C'est notre diagnostic principal, si on regarde les différentes données qu'on a publiées récemment. On a un emploi qui augmente encore un peu, mais pas aussi fort que sur les années précédentes. Et puis on a ce taux de chômage qui a augmenté, même si sur le trimestre il est quasi stable.

Si on regarde les catégories d'âge, les 15-24 ans sont un peu plus touchés, mais notre métrique principale c'est par rapport à l'avant crise. Et donc par rapport à fin 2019, on a toujours un taux de chômage des jeunes qui est beaucoup plus bas. Donc pas d'alerte particulière sur les jeunes. On reste globalement sur des séries plutôt bien orientées, même si c'est un taux de chômage qui est bien plus élevé que les autres.

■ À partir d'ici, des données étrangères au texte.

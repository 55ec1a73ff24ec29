// SPDX-License-Identifier: BUSL-1.1
// Copyright (c) 2026 Alfred Jean LLC

//! flux: reruns commands and restarts long-lived processes in reaction to
//! filesystem changes, as described by a config file's pattern-matched
//! blocks.

use std::path::PathBuf;

use clap::Parser;

use flux_adapters::{BellNotifier, DesktopNotifier, Logger, NotifierSet};
use flux_core::{Block, Config, Pattern, PrepSpec};
use flux_watch::DebounceConfig;

/// Command-line surface.
#[derive(Parser, Debug)]
#[command(name = "flux", version, about = "Watches files and reruns commands in reaction to changes.")]
struct Cli {
    /// Config file to read.
    #[arg(short = 'f', long = "file", default_value = "flux.conf")]
    file: String,

    /// Disable config-file reload: changes to the config file itself are
    /// ignored instead of triggering a reparse and restart.
    #[arg(short = 'c', long = "noconf")]
    noconf: bool,

    /// Ring the terminal bell on every prep/daemon failure.
    #[arg(short = 'b', long = "bell")]
    bell: bool,

    /// Print the built-in exclude patterns and exit.
    #[arg(short = 'i', long = "ignores")]
    ignores: bool,

    /// Comma-separated notification methods: desktop, bell.
    #[arg(short = 'n', long = "notify")]
    notify: Option<String>,

    /// Run every block's prep commands once and exit.
    #[arg(short = 'p', long = "prep")]
    prep: bool,

    /// Run CMD on every change instead of reading a config file.
    #[arg(long = "exec", value_name = "CMD")]
    exec: Option<String>,

    /// Verbose logging.
    #[arg(short = 'd', long = "debug")]
    debug: bool,
}

fn main() -> anyhow::Result<()> {
    let cli = Cli::parse();
    init_tracing(cli.debug);

    if cli.ignores {
        for pattern in flux_config::COMMON_EXCLUDES {
            println!("{pattern}");
        }
        return Ok(());
    }

    tokio::runtime::Runtime::new()?.block_on(run(cli))
}

fn init_tracing(debug: bool) {
    let default_filter = if debug { "debug" } else { "info" };
    let filter = tracing_subscriber::EnvFilter::try_from_default_env()
        .unwrap_or_else(|_| tracing_subscriber::EnvFilter::new(default_filter));
    tracing_subscriber::fmt().with_env_filter(filter).init();
}

fn build_notifiers(cli: &Cli, log: &Logger) -> NotifierSet {
    let mut notifiers = NotifierSet::new();
    if cli.bell {
        notifiers.push(Box::new(BellNotifier));
    }
    if let Some(methods) = &cli.notify {
        for method in methods.split(',').map(str::trim).filter(|m| !m.is_empty()) {
            match method {
                "desktop" | "growl" | "notify-send" => notifiers.push(Box::new(DesktopNotifier::new())),
                "bell" => notifiers.push(Box::new(BellNotifier)),
                other => log.warn(&format!("unknown notify method: {other}")),
            }
        }
    }
    notifiers
}

/// An ad-hoc single-block config for `--exec CMD`: every file under the
/// current directory, run CMD once per change-set.
fn exec_config(command: &str) -> anyhow::Result<Config> {
    let mut config = Config::new();
    let mut block = Block::default();
    block.include.push(Pattern::parse("**/*")?);
    block.preps.push(PrepSpec { command: command.to_string(), onchange: false });
    config.blocks.push(block);
    Ok(config)
}

async fn run(cli: Cli) -> anyhow::Result<()> {
    let log = Logger::new();
    let notifiers = build_notifiers(&cli, &log);
    let root = std::env::current_dir()?;

    let (config, config_path) = if let Some(command) = &cli.exec {
        (exec_config(command)?, None)
    } else {
        let path = PathBuf::from(&cli.file);
        let text = std::fs::read_to_string(&path)
            .map_err(|e| anyhow::anyhow!("reading {}: {e}", path.display()))?;
        let config = flux_config::parse_with_options(&text, &cli.file, |n| std::env::var(n).ok(), true)
            .map_err(|e| anyhow::anyhow!("{e}"))?;
        let config_path = if cli.noconf { None } else { Some(path) };
        (config, config_path)
    };

    if cli.prep {
        flux_engine::prep_only(&config, &root, None, &log, &notifiers).await?;
        return Ok(());
    }

    flux_engine::run(config, config_path.as_deref(), &root, DebounceConfig::default(), None, &log, &notifiers)
        .await?;
    Ok(())
}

Une bonne nouvelle, dans notre batterie d'indicateurs que nous avons publiés vendredi matin, concerne le taux d'emploi. Sur une population donnée, la population résidente en France, on va regarder le nombre de personnes qui sont en emploi et on rapporte ça au nombre de personnes qui résident. Et donc on peut comparer le taux d'emploi des jeunes, le taux d'emploi des classes d'âge intermédiaire et le taux d'emploi des seniors. Et quand on regarde le taux d'emploi des 15-64 ans, il y a un niveau historique depuis que nous le mesurons à l'Insee, c'est-à-dire depuis 1975.

Pour les seniors, comment ça s'explique, ce sont les réformes, le recul de l'âge de départ à la retraite, ou il y a autre chose ?

C'est très clairement l'effet des réformes successives. On était sur une tendance haussière avant la réforme de 2023. Puis la réforme 2023, qui est mise en œuvre à partir de septembre, a un effet net également sur la hausse du taux d'emploi. On parle aussi du taux d'activité. Si on prend toutes les personnes qui sont à la fois en emploi et qui sont actives à la recherche d'un emploi, c'est-à-dire au chômage, le taux d'activité et le taux d'emploi des seniors atteignent un nouveau niveau historique, le plus haut depuis 50 ans.

Il y a une autre donnée dont on parle souvent, c'est celle du halo autour du chômage. Est-ce qu'on peut repréciser ce que c'est ?

Il s'agit des personnes qui sont proches du chômage, mais pas tout à fait. Ce sont des personnes qui sont sans emploi mais qui ne remplissent pas tous les autres critères, de recherche effective d'emploi ou des critères de disponibilité d'emploi. Donc ce sont des personnes qu'on considère comme inactives au sens du Bureau international du travail, mais qui sont très proches du chômage. On dit à la frontière du chômage, ou le halo autour du chômage.

On suit depuis des décennies également cet indicateur, pour être sûr que quand il y a une évolution forte du chômage, ce n'est pas une évolution en contrepartie qui se passe sur le halo. On surveille comme le lait sur le feu, l'évolution du halo autour du chômage chaque trimestre. Et sur ce trimestre, la part de halo autour du chômage dans la population baisse aussi, et elle baisse aussi sur une année. Donc c'est plutôt un indicateur favorablement orienté, si on cumule halo et chômage.

Est-ce que vous avez aussi des indicateurs sur le chômage longue durée ?

Alors c'est un autre indicateur qu'on regarde, parce qu'effectivement, c'est différent quand on est dans des transitions entre l'emploi et le chômage et quand on est dans le chômage longue durée, c'est-à-dire depuis plus d'un an. Et là également, on est sur une évolution globalement favorable, où c'est stable sur le trimestre.